1773-01-30, de Voltaire [François Marie Arouet] à Charles Augustin Feriol, comte d'Argental.

C'était Paris, et non pas Lausanne qu'il fallait craindre, mon cher ange.
Il y a huit ou dix jours qu'un fripon de Libraire nommé Valade débite impunément une édition des loix de Minos.

Il faut avouer que la pièce n'est pas toute entière de moi. On y trouve entre autres une mère et une fille errantes dans tes bras; et je n'ai jamais jusqu'à présent fait errer ainsi des femmes et des filles.

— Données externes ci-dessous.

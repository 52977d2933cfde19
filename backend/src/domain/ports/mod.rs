//! Domain ports and supporting types for the hexagonal boundary.
//!
//! Driven ports (`*Repository`) are implemented by the outbound adapters.
//! Driving ports (`Accounts`, `ReferralQuery`, `LeadIntake`, `LeadDesk`,
//! `Subscriptions`, `ContentCatalog`) are implemented by the domain services
//! and consumed by the HTTP layer.

mod macros;
pub(crate) use macros::define_port_error;

mod accounts;
mod article_repository;
mod content_catalog;
mod lead_intake;
mod lead_repository;
mod refer_code_source;
mod referral_query;
mod subscriber_repository;
mod subscriptions;
mod user_repository;

#[cfg(test)]
pub use accounts::MockAccounts;
pub use accounts::{Accounts, SignInDraft, SignInRequest};
#[cfg(test)]
pub use article_repository::MockArticleRepository;
pub use article_repository::{ArticleRepository, ArticleRepositoryError};
#[cfg(test)]
pub use content_catalog::MockContentCatalog;
pub use content_catalog::ContentCatalog;
pub use lead_intake::{LeadDesk, LeadIntake};
#[cfg(test)]
pub use lead_intake::{MockLeadDesk, MockLeadIntake};
#[cfg(test)]
pub use lead_repository::MockLeadRepository;
pub use lead_repository::{LeadRepository, LeadRepositoryError};
pub use refer_code_source::{RandomReferCodes, ReferCodeSource};
#[cfg(test)]
pub use referral_query::MockReferralQuery;
pub use referral_query::ReferralQuery;
#[cfg(test)]
pub use subscriber_repository::MockSubscriberRepository;
pub use subscriber_repository::{SubscriberRepository, SubscriberRepositoryError};
#[cfg(test)]
pub use subscriptions::MockSubscriptions;
pub use subscriptions::Subscriptions;
#[cfg(test)]
pub use user_repository::MockUserRepository;
pub use user_repository::{UserPersistenceError, UserRepository};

Les autres vers qu'on a substitués aux miens sont aussi mauvais que si je les avais faits moi même. On a ôté

Respectons plus Minos — aimons plus la justice,

qui n'était pas mauvais, pour mettre à la place quelque chose d'assez commun, et qui énerve toute la force du dialogue. Je n'ai pas eu le courage de lire le reste. J'écris à Mr De Sartines, pour le prier de mettre un frein à ces friponeries qui sont trop communes. Vous pouriez très aisément savoir comment Valade est parvenu à s'emparer d'une copie de la pièce, soit de celle qui était entre vos mains, soit de celle de Mr De Thibouville, soit de celle de Le Kain.

Voilà un accident dont je ne me consolerai guères. Cecy est la fable de la Laitière et du pot au lait. J'avais imaginé qu'on jouerait cette pièce à la cour; qu'on me saurait gré d'avoir peint le roi de Suede, quoique Brisard ne lui ressemble point du tout; qu'enfin j'aurais la consolation de vous voir. Mon pot au lait est renversé. Il faut abandonner Minos à Fréron, et attendre un temps plus favorable.

Un malheur ne vient jamais seul; j'en essuie de plus d'une façon. C'est la destinée de nôtre pauvre nature humaine.

La poste qui va partir m'empêche d'écrire à Monsieur de Thibouville; je vous prie de lui communiquer ma Lettre.

Bon soir, mon cher ange, je mourrai donc sans vous revoir!

V.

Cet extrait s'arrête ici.